• [PROBLEM STATEMENT]: Give the count of lines in the data that include the string "inputs", with no added remarks.

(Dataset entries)
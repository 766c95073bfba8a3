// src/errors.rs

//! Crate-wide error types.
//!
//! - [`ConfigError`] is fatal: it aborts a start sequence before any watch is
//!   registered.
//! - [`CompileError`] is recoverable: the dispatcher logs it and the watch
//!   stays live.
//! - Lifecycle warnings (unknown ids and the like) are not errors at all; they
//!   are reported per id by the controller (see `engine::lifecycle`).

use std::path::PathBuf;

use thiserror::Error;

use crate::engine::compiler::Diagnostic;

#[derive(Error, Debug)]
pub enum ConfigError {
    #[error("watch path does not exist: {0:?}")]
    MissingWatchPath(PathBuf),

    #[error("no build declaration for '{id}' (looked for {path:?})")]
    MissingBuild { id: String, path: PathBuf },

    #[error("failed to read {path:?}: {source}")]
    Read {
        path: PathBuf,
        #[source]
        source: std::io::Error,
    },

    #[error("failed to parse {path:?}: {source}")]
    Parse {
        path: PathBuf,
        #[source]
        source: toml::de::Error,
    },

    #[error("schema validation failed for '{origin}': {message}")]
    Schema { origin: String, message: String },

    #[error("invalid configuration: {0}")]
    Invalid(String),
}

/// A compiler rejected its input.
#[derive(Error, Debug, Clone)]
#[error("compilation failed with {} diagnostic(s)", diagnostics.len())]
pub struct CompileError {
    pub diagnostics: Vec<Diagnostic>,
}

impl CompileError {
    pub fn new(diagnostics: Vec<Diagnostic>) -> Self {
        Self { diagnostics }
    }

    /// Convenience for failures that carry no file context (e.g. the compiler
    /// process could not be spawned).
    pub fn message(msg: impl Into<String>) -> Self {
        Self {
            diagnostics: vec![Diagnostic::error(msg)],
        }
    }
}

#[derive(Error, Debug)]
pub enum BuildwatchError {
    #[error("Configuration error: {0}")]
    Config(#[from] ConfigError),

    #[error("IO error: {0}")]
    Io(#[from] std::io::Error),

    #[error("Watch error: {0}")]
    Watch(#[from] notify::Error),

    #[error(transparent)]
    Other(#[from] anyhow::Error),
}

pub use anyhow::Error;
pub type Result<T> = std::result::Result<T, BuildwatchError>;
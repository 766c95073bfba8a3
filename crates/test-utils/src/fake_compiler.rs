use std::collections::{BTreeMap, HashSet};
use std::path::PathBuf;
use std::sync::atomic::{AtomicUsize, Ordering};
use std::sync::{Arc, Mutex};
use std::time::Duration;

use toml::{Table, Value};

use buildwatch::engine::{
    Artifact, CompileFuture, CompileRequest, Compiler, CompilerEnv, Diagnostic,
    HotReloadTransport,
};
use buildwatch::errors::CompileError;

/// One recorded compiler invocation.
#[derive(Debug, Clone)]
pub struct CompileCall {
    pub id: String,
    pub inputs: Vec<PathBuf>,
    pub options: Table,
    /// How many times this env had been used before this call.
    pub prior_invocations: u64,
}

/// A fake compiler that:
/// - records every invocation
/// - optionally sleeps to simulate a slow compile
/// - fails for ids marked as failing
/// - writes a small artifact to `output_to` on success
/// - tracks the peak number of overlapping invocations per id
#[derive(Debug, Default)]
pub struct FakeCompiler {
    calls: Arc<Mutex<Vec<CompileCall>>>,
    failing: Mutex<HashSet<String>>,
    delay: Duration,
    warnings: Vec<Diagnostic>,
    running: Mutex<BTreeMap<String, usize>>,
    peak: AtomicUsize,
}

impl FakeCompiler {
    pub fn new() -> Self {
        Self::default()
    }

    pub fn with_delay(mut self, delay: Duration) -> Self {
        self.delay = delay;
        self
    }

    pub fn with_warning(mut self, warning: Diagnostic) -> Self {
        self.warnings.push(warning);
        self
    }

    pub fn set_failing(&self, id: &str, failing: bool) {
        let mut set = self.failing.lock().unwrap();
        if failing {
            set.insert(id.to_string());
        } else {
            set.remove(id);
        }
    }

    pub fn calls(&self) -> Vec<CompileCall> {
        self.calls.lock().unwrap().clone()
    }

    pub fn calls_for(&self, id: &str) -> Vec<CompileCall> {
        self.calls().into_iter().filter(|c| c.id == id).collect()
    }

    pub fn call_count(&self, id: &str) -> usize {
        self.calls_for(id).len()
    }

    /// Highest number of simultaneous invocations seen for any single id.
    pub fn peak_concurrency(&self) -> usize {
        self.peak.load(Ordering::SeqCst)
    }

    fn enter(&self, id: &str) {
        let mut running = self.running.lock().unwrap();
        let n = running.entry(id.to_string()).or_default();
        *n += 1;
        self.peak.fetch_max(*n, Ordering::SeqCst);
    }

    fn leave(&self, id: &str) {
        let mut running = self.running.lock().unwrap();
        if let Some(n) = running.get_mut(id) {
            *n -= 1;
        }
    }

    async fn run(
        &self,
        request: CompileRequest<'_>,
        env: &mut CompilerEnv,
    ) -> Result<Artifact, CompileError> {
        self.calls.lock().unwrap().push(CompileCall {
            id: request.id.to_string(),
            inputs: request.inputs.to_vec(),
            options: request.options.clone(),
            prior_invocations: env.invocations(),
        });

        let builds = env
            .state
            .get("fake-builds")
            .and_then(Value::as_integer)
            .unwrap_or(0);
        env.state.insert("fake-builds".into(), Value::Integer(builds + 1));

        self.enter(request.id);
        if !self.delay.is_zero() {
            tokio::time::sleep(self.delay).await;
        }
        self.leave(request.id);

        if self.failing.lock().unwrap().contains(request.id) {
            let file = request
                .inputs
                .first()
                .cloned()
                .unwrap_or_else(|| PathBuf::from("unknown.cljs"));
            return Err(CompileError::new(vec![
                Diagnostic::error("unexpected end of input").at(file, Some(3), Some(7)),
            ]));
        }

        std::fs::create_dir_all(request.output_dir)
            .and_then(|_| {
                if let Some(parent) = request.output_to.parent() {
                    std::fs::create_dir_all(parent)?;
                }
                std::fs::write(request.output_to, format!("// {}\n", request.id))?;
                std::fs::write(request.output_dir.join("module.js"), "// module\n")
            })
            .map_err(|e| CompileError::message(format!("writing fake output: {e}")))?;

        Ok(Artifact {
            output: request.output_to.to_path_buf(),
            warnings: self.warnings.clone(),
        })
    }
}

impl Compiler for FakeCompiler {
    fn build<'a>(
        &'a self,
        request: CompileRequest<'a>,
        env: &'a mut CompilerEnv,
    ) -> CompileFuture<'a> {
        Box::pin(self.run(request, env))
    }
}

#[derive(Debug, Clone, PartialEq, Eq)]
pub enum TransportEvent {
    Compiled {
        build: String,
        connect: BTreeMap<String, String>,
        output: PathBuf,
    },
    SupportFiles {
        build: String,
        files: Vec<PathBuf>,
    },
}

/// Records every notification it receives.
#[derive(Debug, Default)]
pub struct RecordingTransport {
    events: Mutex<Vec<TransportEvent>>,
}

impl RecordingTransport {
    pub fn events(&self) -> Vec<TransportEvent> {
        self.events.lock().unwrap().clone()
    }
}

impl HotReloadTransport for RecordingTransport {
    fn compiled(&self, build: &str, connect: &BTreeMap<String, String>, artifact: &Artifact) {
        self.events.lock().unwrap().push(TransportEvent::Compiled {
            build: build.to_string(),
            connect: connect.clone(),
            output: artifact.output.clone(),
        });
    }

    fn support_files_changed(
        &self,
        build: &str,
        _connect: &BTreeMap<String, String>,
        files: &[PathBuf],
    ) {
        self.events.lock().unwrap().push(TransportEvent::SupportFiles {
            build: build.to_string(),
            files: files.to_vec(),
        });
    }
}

• [REPLY]: 3